When Bob McCabe filed his lawsuit against the Archdiocese of Toronto in 2014, he says church leaders told him how sorry they were that he’d been sexually assaulted as an altar boy by one of their priests more than 50 years before.

And yet not only did they still refuse to settle, forcing the case to go to a gruelling trial, but when the jury awarded him $550,000 they took the Guelph man back to court to appeal the amount.

“Father (Brian) Clough said we’re really sorry, it should never have happened, but then they appeal it? I was absolutely disgusted. And all because they didn’t like the number, they appealed it and put a victim through another two years of trauma. It’s unconscionable,” says McCabe, 67.

“It all comes down to money.”

After a 16-day trial, a jury in 2017 ordered the diocese to pay McCabe general and aggravated damages of $250,000, loss of income of $280,000, treatment expenses of $5,000, and punitive damages of $15,000 for increasing his suffering by waiting until the morning of the trial before admitting fault.

McCabe was relieved the Ontario Court of Appeal’s decision earlier this week upheld all but the punitive damages.

“The tension just exhaled out of me. I’ve been in limbo for years and I now had my life back.”

He was 11 when Father Alphonse Robert came to Scarborough where he lived with his devout Roman Catholic family.

“I was the most naive little sucker you ever met,” he recalls.

“When the priest wore the collar, he was God’s representative and you never questioned what he told you to do. That was drilled into me by my own mom.

“I was the perfect victim for this guy and he scoped me out perfectly. The mind of a pedophile must have some kind of instinctive radar — not only who is susceptible, but who won’t say anything.

“In fact, I thought it was my fault.”

In 1963, the priest took him to visit the Basilica of Notre Dame in Montreal and they stopped overnight in Cornwall.

That’s where Robert fondled the altar boy and performed oral sex on him.

McCabe remembers he couldn’t get home fast enough. He also vividly recalls knowing he couldn’t tell his parents.

“It was me against God. They were never going to believe me.”

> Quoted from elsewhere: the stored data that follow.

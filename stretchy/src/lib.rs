//! Sizing of stretchy mathematical operators.
//!
//! Brackets, braces, radicals, arrows and over/under braces have to grow to
//! span the expression they decorate. OpenType math fonts support this in
//! two ways:
//!
//! * Glyph variants: a list of pre-drawn glyphs of increasing size along
//!   one axis. The first variant that is large enough is used as is.
//! * Glyph assemblies: a list of glyph parts, some of which are extenders
//!   that can be repeated any number of times. The parts are placed end to
//!   end with some overlap at each joint so that the whole construction
//!   reaches the requested size.
//!
//! This crate implements the decision between the two, and the computation
//! of the number of extender repetitions and the connector overlap of an
//! assembly. It does not parse fonts nor paint glyphs: the font data is
//! supplied through the [`MathGlyphProvider`] trait and the result is either
//! a [`Metrics`] value or a [`ShapedResult`] listing glyph placements.
//!
//! # Example
//!
//! ```
//! use stretchy::{
//!     GlyphAssembly, GlyphConstruction, GlyphId, GlyphPartRecord, InkBounds,
//!     MathGlyphTable, StretchAxis, SyntheticFont,
//! };
//!
//! let brace = GlyphId::new(1);
//! let (bottom, middle, top) = (GlyphId::new(2), GlyphId::new(3), GlyphId::new(4));
//! let mut table = MathGlyphTable::new(20);
//! table.insert(
//!     brace,
//!     StretchAxis::Vertical,
//!     GlyphConstruction::new(vec![]).with_assembly(GlyphAssembly::new(vec![
//!         GlyphPartRecord::new(bottom, 0, 100, 300),
//!         GlyphPartRecord::extender(middle, 100, 100, 200),
//!         GlyphPartRecord::new(top, 100, 0, 300),
//!     ])),
//! );
//! let font = SyntheticFont::new(1000, table)
//!     .with_glyph('{', brace, InkBounds::new(300.0, 700.0, 200.0))
//!     .with_glyph_bounds(bottom, InkBounds::new(300.0, 300.0, 0.0))
//!     .with_glyph_bounds(middle, InkBounds::new(300.0, 200.0, 0.0))
//!     .with_glyph_bounds(top, InkBounds::new(300.0, 300.0, 0.0));
//!
//! let shaped = stretchy::shape(&font, '{', StretchAxis::Vertical, 2000.0);
//! assert!(shaped.metrics.ascent + shaped.metrics.descent > 1999.9);
//! assert_eq!(shaped.glyphs.first().map(|glyph| glyph.glyph_id), Some(bottom));
//! ```

#![cfg_attr(docsrs, feature(doc_auto_cfg))]
#![forbid(unsafe_code)]
#![deny(rustdoc::broken_intra_doc_links)]
#![cfg_attr(not(any(test, feature = "std")), no_std)]

#[cfg(not(any(feature = "libm", feature = "std")))]
compile_error!("Either feature \"std\" or \"libm\" must be enabled for this crate.");

#[cfg(not(any(test, feature = "std")))]
#[macro_use]
extern crate core as std;

#[macro_use]
extern crate alloc;

mod assembly;
mod axis;
mod font;
mod provider;
mod shaper;
mod synthetic;
mod table;

#[cfg(all(test, feature = "serde"))]
mod serde_test;

pub use assembly::{
    compute_assembly_parameters, AssemblyError, AssemblyParameters, DEFAULT_MAX_GLYPHS,
};
pub use axis::StretchAxis;
pub use font::MathFont;
pub use provider::{GlyphPart, InkBounds, MathGlyphProvider};
pub use shaper::{
    metrics, shape, Metrics, ShapedGlyph, ShapedResult, Stretch, StretchyOperatorShaper,
};
pub use synthetic::SyntheticFont;
pub use table::{
    GlyphAssembly, GlyphConstruction, GlyphPartFlags, GlyphPartRecord, MathGlyphTable,
};

/// Expose the font scaler used by [`MathFont`].
pub extern crate skrifa;

/// Type for a glyph identifier.
pub type GlyphId = skrifa::GlyphId;

/// Font size used to scale design unit values.
pub use skrifa::instance::Size;
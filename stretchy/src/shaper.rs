//! Stretchy operator shaping.
//!
//! The entry points select a rendering for an operator in three steps:
//!
//! 1. The first glyph variant that is at least as large as the target size.
//! 2. Otherwise, a glyph assembly sized with [`compute_assembly_parameters`].
//! 3. Otherwise, the base glyph itself.
//!
//! None of these steps fail. When the font cannot reach the target size,
//! the result is simply smaller than requested and callers that care have
//! to compare the returned size with the target.

use alloc::vec::Vec;

use super::{
    assembly::{compute_assembly_parameters, AssemblyParameters, DEFAULT_MAX_GLYPHS},
    axis::{AxisExtents, Horizontal, Vertical},
    provider::{InkBounds, MathGlyphProvider},
    GlyphId, StretchAxis,
};

/// Overall metrics of a stretched operator.
#[derive(Copy, Clone, PartialEq, Default, Debug)]
#[cfg_attr(feature = "serde", derive(serde::Serialize, serde::Deserialize))]
pub struct Metrics {
    /// Advance width.
    pub advance: f32,
    /// Height above the baseline.
    pub ascent: f32,
    /// Depth below the baseline.
    pub descent: f32,
    /// Italic correction of the glyph or assembly, used to position
    /// scripts.
    pub italic_correction: f32,
}

impl Metrics {
    /// Returns the size of these metrics along `axis`.
    ///
    /// Compare this to the requested target size to detect operators that
    /// could not be stretched far enough.
    pub fn stretch_extent(&self, axis: StretchAxis) -> f32 {
        axis.stretch_extent(&InkBounds::new(self.advance, self.ascent, self.descent))
    }

    fn from_bounds(bounds: InkBounds, italic_correction: f32) -> Self {
        Self {
            advance: bounds.advance,
            ascent: bounds.ascent,
            descent: bounds.descent,
            italic_correction,
        }
    }
}

/// How a shaped operator was produced.
#[derive(Copy, Clone, PartialEq, Debug)]
#[cfg_attr(feature = "serde", derive(serde::Serialize, serde::Deserialize))]
pub enum Stretch {
    /// The base glyph, unchanged.
    Base,
    /// A pre-drawn glyph variant.
    Variant,
    /// A glyph assembly.
    Assembly {
        repetition_count: u32,
        connector_overlap: f32,
    },
}

/// A glyph placed along the stretch axis.
#[derive(Copy, Clone, PartialEq, Debug)]
#[cfg_attr(feature = "serde", derive(serde::Serialize, serde::Deserialize))]
pub struct ShapedGlyph {
    pub glyph_id: GlyphId,
    /// Offset from the start of the operator along the stretch axis: from
    /// the left edge for horizontal operators and from the bottom for
    /// vertical ones.
    pub position: f32,
}

/// Glyphs of a stretched operator along with its metrics.
#[derive(Clone, PartialEq, Debug)]
#[cfg_attr(feature = "serde", derive(serde::Serialize, serde::Deserialize))]
pub struct ShapedResult {
    pub axis: StretchAxis,
    pub stretch: Stretch,
    pub metrics: Metrics,
    pub glyphs: Vec<ShapedGlyph>,
}

/// Shapes one operator along one axis.
///
/// The shaper only holds configuration. Font data is supplied on each call
/// so the same shaper can be used with different fonts and sizes.
#[derive(Copy, Clone, PartialEq, Eq, Debug)]
pub struct StretchyOperatorShaper {
    character: char,
    axis: StretchAxis,
    max_glyphs: u32,
}

/// Rendering chosen for a target size.
enum Selection {
    Base(GlyphId),
    Variant(GlyphId),
    Assembly(GlyphId, AssemblyParameters),
}

impl StretchyOperatorShaper {
    /// Creates a shaper for `character` stretched along `axis`, limited to
    /// [`DEFAULT_MAX_GLYPHS`] glyphs per assembly.
    pub fn new(character: char, axis: StretchAxis) -> Self {
        Self {
            character,
            axis,
            max_glyphs: DEFAULT_MAX_GLYPHS,
        }
    }

    /// Sets the maximum number of glyphs in an assembly.
    ///
    /// Assemblies that would need more glyphs to reach the target size are
    /// left short. The limit is clamped to [`DEFAULT_MAX_GLYPHS`].
    pub fn with_max_glyphs(mut self, max_glyphs: u32) -> Self {
        self.max_glyphs = max_glyphs.min(DEFAULT_MAX_GLYPHS);
        self
    }

    /// Returns the character being stretched.
    pub fn character(&self) -> char {
        self.character
    }

    /// Returns the axis along which the character is stretched.
    pub fn axis(&self) -> StretchAxis {
        self.axis
    }

    /// Returns the maximum number of glyphs in an assembly.
    pub fn max_glyphs(&self) -> u32 {
        self.max_glyphs
    }

    /// Returns the metrics of the operator stretched to `target_size`.
    pub fn metrics(&self, provider: &impl MathGlyphProvider, target_size: f32) -> Metrics {
        match self.axis {
            StretchAxis::Horizontal => self.metrics_along::<Horizontal>(provider, target_size),
            StretchAxis::Vertical => self.metrics_along::<Vertical>(provider, target_size),
        }
    }

    /// Returns the glyphs and metrics of the operator stretched to
    /// `target_size`.
    pub fn shape(&self, provider: &impl MathGlyphProvider, target_size: f32) -> ShapedResult {
        match self.axis {
            StretchAxis::Horizontal => self.shape_along::<Horizontal>(provider, target_size),
            StretchAxis::Vertical => self.shape_along::<Vertical>(provider, target_size),
        }
    }

    fn select<A: AxisExtents>(
        &self,
        provider: &impl MathGlyphProvider,
        target_size: f32,
    ) -> Selection {
        let base = provider.resolve_glyph(self.character);
        // Variants are trusted to be sorted by size.
        for variant in provider.glyph_variants(base, A::AXIS) {
            let size = A::stretch_extent(&provider.ink_bounds(variant));
            if size >= target_size {
                log::trace!(
                    "{:?} along {:?}: variant {variant:?} of size {size} for target {target_size}",
                    self.character,
                    A::AXIS
                );
                return Selection::Variant(variant);
            }
        }
        let parts = provider.glyph_parts(base, A::AXIS).collect::<Vec<_>>();
        match compute_assembly_parameters(
            &parts,
            provider.min_connector_overlap(A::AXIS),
            target_size,
            self.max_glyphs,
        ) {
            Ok(params) => Selection::Assembly(base, params),
            Err(e) => {
                log::debug!(
                    "{:?} along {:?}: using base glyph {base:?}: {e}",
                    self.character,
                    A::AXIS
                );
                Selection::Base(base)
            }
        }
    }

    fn metrics_along<A: AxisExtents>(
        &self,
        provider: &impl MathGlyphProvider,
        target_size: f32,
    ) -> Metrics {
        match self.select::<A>(provider, target_size) {
            Selection::Base(glyph_id) | Selection::Variant(glyph_id) => Metrics::from_bounds(
                provider.ink_bounds(glyph_id),
                provider.italic_correction(glyph_id),
            ),
            Selection::Assembly(base, params) => {
                Self::assembly_metrics::<A>(provider, base, &params)
            }
        }
    }

    fn shape_along<A: AxisExtents>(
        &self,
        provider: &impl MathGlyphProvider,
        target_size: f32,
    ) -> ShapedResult {
        let (stretch, glyphs, metrics) = match self.select::<A>(provider, target_size) {
            Selection::Base(glyph_id) => (
                Stretch::Base,
                vec![ShapedGlyph {
                    glyph_id,
                    position: 0.0,
                }],
                Metrics::from_bounds(
                    provider.ink_bounds(glyph_id),
                    provider.italic_correction(glyph_id),
                ),
            ),
            Selection::Variant(glyph_id) => (
                Stretch::Variant,
                vec![ShapedGlyph {
                    glyph_id,
                    position: 0.0,
                }],
                Metrics::from_bounds(
                    provider.ink_bounds(glyph_id),
                    provider.italic_correction(glyph_id),
                ),
            ),
            Selection::Assembly(base, params) => {
                let mut position = 0.0;
                let glyphs = params
                    .parts
                    .iter()
                    .map(|part| {
                        let glyph = ShapedGlyph {
                            glyph_id: part.glyph_id,
                            position,
                        };
                        position += part.full_advance - params.connector_overlap;
                        glyph
                    })
                    .collect();
                (
                    Stretch::Assembly {
                        repetition_count: params.repetition_count,
                        connector_overlap: params.connector_overlap,
                    },
                    glyphs,
                    Self::assembly_metrics::<A>(provider, base, &params),
                )
            }
        };
        ShapedResult {
            axis: A::AXIS,
            stretch,
            metrics,
            glyphs,
        }
    }

    fn assembly_metrics<A: AxisExtents>(
        provider: &impl MathGlyphProvider,
        base: GlyphId,
        params: &AssemblyParameters,
    ) -> Metrics {
        let Some(first) = params.parts.first() else {
            return Metrics::default();
        };
        let mut orthogonal = provider.ink_bounds(first.glyph_id);
        let mut last_glyph = first.glyph_id;
        for part in &params.parts[1..] {
            // Repeated extenders are adjacent and add nothing to the union.
            if part.glyph_id == last_glyph {
                continue;
            }
            last_glyph = part.glyph_id;
            A::union_orthogonal(&mut orthogonal, &provider.ink_bounds(part.glyph_id));
        }
        Metrics {
            italic_correction: provider.assembly_italic_correction(base, A::AXIS),
            ..A::stretched_metrics(params.stretch_size, &orthogonal)
        }
    }
}

/// Returns the metrics of `character` stretched to `target_size` along
/// `axis`, using the default glyph limit.
pub fn metrics(
    provider: &impl MathGlyphProvider,
    character: char,
    axis: StretchAxis,
    target_size: f32,
) -> Metrics {
    StretchyOperatorShaper::new(character, axis).metrics(provider, target_size)
}

/// Returns the glyphs and metrics of `character` stretched to `target_size`
/// along `axis`, using the default glyph limit.
pub fn shape(
    provider: &impl MathGlyphProvider,
    character: char,
    axis: StretchAxis,
    target_size: f32,
) -> ShapedResult {
    StretchyOperatorShaper::new(character, axis).shape(provider, target_size)
}
//! Font data consumed by the shaper.

use super::{GlyphId, StretchAxis};

/// Ink extents of a single glyph.
///
/// `ascent` is the distance from the baseline to the top of the ink and
/// `descent` the distance from the baseline to the bottom of the ink,
/// positive when the ink extends below the baseline.
#[derive(Copy, Clone, PartialEq, Default, Debug)]
#[cfg_attr(feature = "serde", derive(serde::Serialize, serde::Deserialize))]
pub struct InkBounds {
    /// Advance width of the glyph.
    pub advance: f32,
    /// Height of the ink above the baseline.
    pub ascent: f32,
    /// Depth of the ink below the baseline.
    pub descent: f32,
}

impl InkBounds {
    pub fn new(advance: f32, ascent: f32, descent: f32) -> Self {
        Self {
            advance,
            ascent,
            descent,
        }
    }

    /// Returns the bounds multiplied by the given scale factor.
    pub fn scale(self, factor: f32) -> Self {
        Self {
            advance: self.advance * factor,
            ascent: self.ascent * factor,
            descent: self.descent * factor,
        }
    }
}

/// One part of a glyph assembly, with lengths in the provider's unit space.
///
/// Lengths are measured along the stretch axis: left to right for
/// horizontal assemblies and bottom to top for vertical ones.
#[derive(Copy, Clone, PartialEq, Debug)]
#[cfg_attr(feature = "serde", derive(serde::Serialize, serde::Deserialize))]
pub struct GlyphPart {
    pub glyph_id: GlyphId,
    /// True if this part may be skipped or repeated.
    pub is_extender: bool,
    /// Length of the connector material at the start of the part.
    pub start_connector_length: f32,
    /// Length of the connector material at the end of the part.
    pub end_connector_length: f32,
    /// Full advance of the part along the stretch axis.
    pub full_advance: f32,
}

/// Read access to the glyph and math data of a font.
///
/// All lengths returned by a provider are expected to be in the same unit
/// space; converting from font design units is the provider's job.
pub trait MathGlyphProvider {
    /// Maps a character to the nominal glyph of the operator.
    ///
    /// This is total: unmapped characters resolve to some glyph, usually
    /// `.notdef`.
    fn resolve_glyph(&self, ch: char) -> GlyphId;

    /// Returns the pre-drawn variants of `glyph_id` along `axis`, smallest
    /// first.
    fn glyph_variants(
        &self,
        glyph_id: GlyphId,
        axis: StretchAxis,
    ) -> impl Iterator<Item = GlyphId> + '_;

    /// Returns the parts of the assembly for `glyph_id` along `axis`, in
    /// table order.
    fn glyph_parts(&self, glyph_id: GlyphId, axis: StretchAxis)
        -> impl Iterator<Item = GlyphPart> + '_;

    /// Returns the minimum overlap of connecting glyph parts along `axis`.
    fn min_connector_overlap(&self, axis: StretchAxis) -> f32;

    /// Returns the ink bounds of the given glyph.
    fn ink_bounds(&self, glyph_id: GlyphId) -> InkBounds;

    /// Returns the italic correction of the given glyph.
    fn italic_correction(&self, glyph_id: GlyphId) -> f32 {
        let _ = glyph_id;
        0.0
    }

    /// Returns the italic correction of the assembly for `glyph_id` along
    /// `axis`.
    fn assembly_italic_correction(&self, glyph_id: GlyphId, axis: StretchAxis) -> f32 {
        let _ = (glyph_id, axis);
        0.0
    }
}

impl<T: MathGlyphProvider> MathGlyphProvider for &T {
    fn resolve_glyph(&self, ch: char) -> GlyphId {
        (*self).resolve_glyph(ch)
    }

    fn glyph_variants(
        &self,
        glyph_id: GlyphId,
        axis: StretchAxis,
    ) -> impl Iterator<Item = GlyphId> + '_ {
        (*self).glyph_variants(glyph_id, axis)
    }

    fn glyph_parts(
        &self,
        glyph_id: GlyphId,
        axis: StretchAxis,
    ) -> impl Iterator<Item = GlyphPart> + '_ {
        (*self).glyph_parts(glyph_id, axis)
    }

    fn min_connector_overlap(&self, axis: StretchAxis) -> f32 {
        (*self).min_connector_overlap(axis)
    }

    fn ink_bounds(&self, glyph_id: GlyphId) -> InkBounds {
        (*self).ink_bounds(glyph_id)
    }

    fn italic_correction(&self, glyph_id: GlyphId) -> f32 {
        (*self).italic_correction(glyph_id)
    }

    fn assembly_italic_correction(&self, glyph_id: GlyphId, axis: StretchAxis) -> f32 {
        (*self).assembly_italic_correction(glyph_id, axis)
    }
}
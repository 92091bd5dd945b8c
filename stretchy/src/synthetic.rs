//! A math font that lives entirely in memory.

use alloc::collections::BTreeMap;

use super::{
    provider::{GlyphPart, InkBounds, MathGlyphProvider},
    table::MathGlyphTable,
    GlyphId, Size, StretchAxis,
};

/// Math font built from explicit glyph data.
///
/// Glyph bounds and construction data are given in design units and are
/// scaled according to the size selected with [`with_size`](Self::with_size).
/// Characters without a mapping resolve to `.notdef` and glyphs without
/// bounds are empty.
#[derive(Clone, Debug)]
pub struct SyntheticFont {
    units_per_em: u16,
    size: Size,
    charmap: BTreeMap<char, GlyphId>,
    bounds: BTreeMap<GlyphId, InkBounds>,
    table: MathGlyphTable,
}

impl SyntheticFont {
    /// Creates an unscaled font with the given construction table.
    pub fn new(units_per_em: u16, table: MathGlyphTable) -> Self {
        Self {
            units_per_em,
            size: Size::unscaled(),
            charmap: BTreeMap::new(),
            bounds: BTreeMap::new(),
            table,
        }
    }

    pub fn with_size(mut self, size: Size) -> Self {
        self.size = size;
        self
    }

    /// Maps `ch` to `glyph_id` and sets the bounds of the glyph.
    pub fn with_glyph(mut self, ch: char, glyph_id: GlyphId, bounds: InkBounds) -> Self {
        self.charmap.insert(ch, glyph_id);
        self.bounds.insert(glyph_id, bounds);
        self
    }

    /// Sets the bounds of an unmapped glyph such as a variant or a part.
    pub fn with_glyph_bounds(mut self, glyph_id: GlyphId, bounds: InkBounds) -> Self {
        self.bounds.insert(glyph_id, bounds);
        self
    }

    pub fn units_per_em(&self) -> u16 {
        self.units_per_em
    }

    pub fn table(&self) -> &MathGlyphTable {
        &self.table
    }

    fn scale(&self) -> f32 {
        self.size.linear_scale(self.units_per_em)
    }
}

impl MathGlyphProvider for SyntheticFont {
    fn resolve_glyph(&self, ch: char) -> GlyphId {
        self.charmap.get(&ch).copied().unwrap_or(GlyphId::NOTDEF)
    }

    fn glyph_variants(
        &self,
        glyph_id: GlyphId,
        axis: StretchAxis,
    ) -> impl Iterator<Item = GlyphId> + '_ {
        self.table.variants(glyph_id, axis).iter().copied()
    }

    fn glyph_parts(
        &self,
        glyph_id: GlyphId,
        axis: StretchAxis,
    ) -> impl Iterator<Item = GlyphPart> + '_ {
        self.table.scaled_parts(glyph_id, axis, self.scale())
    }

    fn min_connector_overlap(&self, _axis: StretchAxis) -> f32 {
        self.table.min_connector_overlap() as f32 * self.scale()
    }

    fn ink_bounds(&self, glyph_id: GlyphId) -> InkBounds {
        self.bounds
            .get(&glyph_id)
            .copied()
            .unwrap_or_default()
            .scale(self.scale())
    }

    fn italic_correction(&self, glyph_id: GlyphId) -> f32 {
        self.table.italic_correction(glyph_id).unwrap_or_default() as f32 * self.scale()
    }

    fn assembly_italic_correction(&self, glyph_id: GlyphId, axis: StretchAxis) -> f32 {
        self.table
            .assembly(glyph_id, axis)
            .map(|assembly| assembly.italic_correction as f32 * self.scale())
            .unwrap_or_default()
    }
}

#[cfg(test)]
mod tests {
    use super::*;
    use crate::{GlyphAssembly, GlyphConstruction, GlyphPartRecord};

    fn font() -> SyntheticFont {
        let mut table = MathGlyphTable::new(50);
        table.insert(
            GlyphId::new(1),
            StretchAxis::Horizontal,
            GlyphConstruction::new(vec![GlyphId::new(2)]).with_assembly(
                GlyphAssembly::new(vec![
                    GlyphPartRecord::new(GlyphId::new(3), 0, 100, 400),
                    GlyphPartRecord::extender(GlyphId::new(4), 100, 100, 200),
                ])
                .with_italic_correction(30),
            ),
        );
        table.set_italic_correction(GlyphId::new(2), 20);
        SyntheticFont::new(1000, table)
            .with_glyph('\u{2192}', GlyphId::new(1), InkBounds::new(500.0, 300.0, -200.0))
            .with_glyph_bounds(GlyphId::new(2), InkBounds::new(800.0, 300.0, -200.0))
    }

    #[test]
    fn unscaled() {
        let font = font();
        assert_eq!(font.resolve_glyph('\u{2192}'), GlyphId::new(1));
        assert_eq!(font.resolve_glyph('x'), GlyphId::NOTDEF);
        assert_eq!(
            font.ink_bounds(GlyphId::new(2)),
            InkBounds::new(800.0, 300.0, -200.0)
        );
        assert_eq!(font.ink_bounds(GlyphId::new(99)), InkBounds::default());
        assert_eq!(font.min_connector_overlap(StretchAxis::Vertical), 50.0);
        assert_eq!(font.italic_correction(GlyphId::new(2)), 20.0);
        assert_eq!(font.italic_correction(GlyphId::new(1)), 0.0);
        assert_eq!(
            font.assembly_italic_correction(GlyphId::new(1), StretchAxis::Horizontal),
            30.0
        );
        assert_eq!(
            font.assembly_italic_correction(GlyphId::new(1), StretchAxis::Vertical),
            0.0
        );
        assert_eq!(
            font.glyph_variants(GlyphId::new(1), StretchAxis::Horizontal)
                .collect::<Vec<_>>(),
            [GlyphId::new(2)]
        );
        assert_eq!(
            font.glyph_variants(GlyphId::new(1), StretchAxis::Vertical)
                .count(),
            0
        );
    }

    #[test]
    fn scaled() {
        let font = font().with_size(Size::new(2000.0));
        assert_eq!(
            font.ink_bounds(GlyphId::new(2)),
            InkBounds::new(1600.0, 600.0, -400.0)
        );
        assert_eq!(font.min_connector_overlap(StretchAxis::Horizontal), 100.0);
        let advances = font
            .glyph_parts(GlyphId::new(1), StretchAxis::Horizontal)
            .map(|part| part.full_advance)
            .collect::<Vec<_>>();
        assert_eq!(advances, [800.0, 400.0]);
        assert_eq!(font.italic_correction(GlyphId::new(2)), 40.0);
    }
}
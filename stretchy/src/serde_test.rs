//! ensure serde is working as expected

use super::*;

#[test]
fn test_serde() {
    let shaped = ShapedResult {
        axis: StretchAxis::Horizontal,
        stretch: Stretch::Assembly {
            repetition_count: 2,
            connector_overlap: 3.0,
        },
        metrics: Metrics {
            advance: 25.0,
            ascent: 6.0,
            descent: 2.0,
            italic_correction: 0.5,
        },
        glyphs: vec![
            ShapedGlyph {
                glyph_id: GlyphId::new(31),
                position: 0.0,
            },
            ShapedGlyph {
                glyph_id: GlyphId::new(32),
                position: 7.0,
            },
        ],
    };
    let dumped = serde_json::to_string(&shaped).unwrap();
    let loaded: ShapedResult = serde_json::from_str(&dumped).unwrap();
    assert_eq!(shaped, loaded);

    let assembly = GlyphAssembly::new(vec![
        GlyphPartRecord::new(GlyphId::new(1), 0, 10, 100),
        GlyphPartRecord::extender(GlyphId::new(2), 10, 10, 50),
    ])
    .with_italic_correction(-4);
    let dumped = serde_json::to_string(&assembly).unwrap();
    let loaded: GlyphAssembly = serde_json::from_str(&dumped).unwrap();
    assert_eq!(assembly, loaded);
}
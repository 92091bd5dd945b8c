use criterion::{black_box, criterion_group, criterion_main, BenchmarkId, Criterion};
use stretchy::{
    GlyphAssembly, GlyphConstruction, GlyphId, GlyphPartRecord, InkBounds, MathGlyphTable,
    StretchAxis, StretchyOperatorShaper, SyntheticFont,
};

/// A vertical brace with three variants and a five part assembly.
fn brace_font() -> SyntheticFont {
    let gid = GlyphId::new;
    let mut table = MathGlyphTable::new(20);
    table.insert(
        gid(1),
        StretchAxis::Vertical,
        GlyphConstruction::new(vec![gid(1), gid(2), gid(3)]).with_assembly(GlyphAssembly::new(
            vec![
                GlyphPartRecord::new(gid(4), 0, 150, 450),
                GlyphPartRecord::extender(gid(5), 150, 150, 300),
                GlyphPartRecord::new(gid(6), 150, 150, 900),
                GlyphPartRecord::extender(gid(5), 150, 150, 300),
                GlyphPartRecord::new(gid(7), 150, 0, 450),
            ],
        )),
    );
    SyntheticFont::new(1000, table)
        .with_glyph('{', gid(1), InkBounds::new(400.0, 750.0, 250.0))
        .with_glyph_bounds(gid(2), InkBounds::new(450.0, 1000.0, 500.0))
        .with_glyph_bounds(gid(3), InkBounds::new(500.0, 1300.0, 700.0))
        .with_glyph_bounds(gid(4), InkBounds::new(400.0, 450.0, 0.0))
        .with_glyph_bounds(gid(5), InkBounds::new(200.0, 300.0, 0.0))
        .with_glyph_bounds(gid(6), InkBounds::new(400.0, 900.0, 0.0))
        .with_glyph_bounds(gid(7), InkBounds::new(400.0, 450.0, 0.0))
}

pub fn metrics_benchmark(c: &mut Criterion) {
    let font = brace_font();
    let shaper = StretchyOperatorShaper::new('{', StretchAxis::Vertical);
    for target in [1500.0f32, 5000.0, 50_000.0] {
        c.bench_with_input(
            BenchmarkId::new("metrics", target),
            &target,
            |b, &target| b.iter(|| shaper.metrics(&font, black_box(target))),
        );
    }
}

pub fn shape_benchmark(c: &mut Criterion) {
    let font = brace_font();
    let shaper = StretchyOperatorShaper::new('{', StretchAxis::Vertical);
    for target in [1500.0f32, 5000.0, 50_000.0] {
        c.bench_with_input(
            BenchmarkId::new("shape", target),
            &target,
            |b, &target| b.iter(|| shaper.shape(&font, black_box(target))),
        );
    }
}

criterion_group!(benches, metrics_benchmark, shape_benchmark);
criterion_main!(benches);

Robert would be moved around, with new allegations sending him off to new parishes.

And new victims.

In the ensuing decades, McCabe learned to drown his nightmares in alcohol — ultimately losing his job, destroying his first marriage and alienating his children.

He contemplated suicide.

“But I didn’t have the courage. I was even a failure in death.”

In Dec. 2010, McCabe sought help.

On Christmas Day three years later, finally sober, the memories of the assault suddenly came flooding back.

He knew Robert was dead, but it was time to hold the church accountable.

“My lawyers warned it was going to be hell. But I had no idea.”

He figures the church’s strategy was to drag it out and hope he’d walk away long before it got to trial.

“They ran into someone like me who’s too Irish and too stubborn to do that.”

But when the church appealed the $550,000 award, he admits it almost drove him back to drink for the first time in eight years.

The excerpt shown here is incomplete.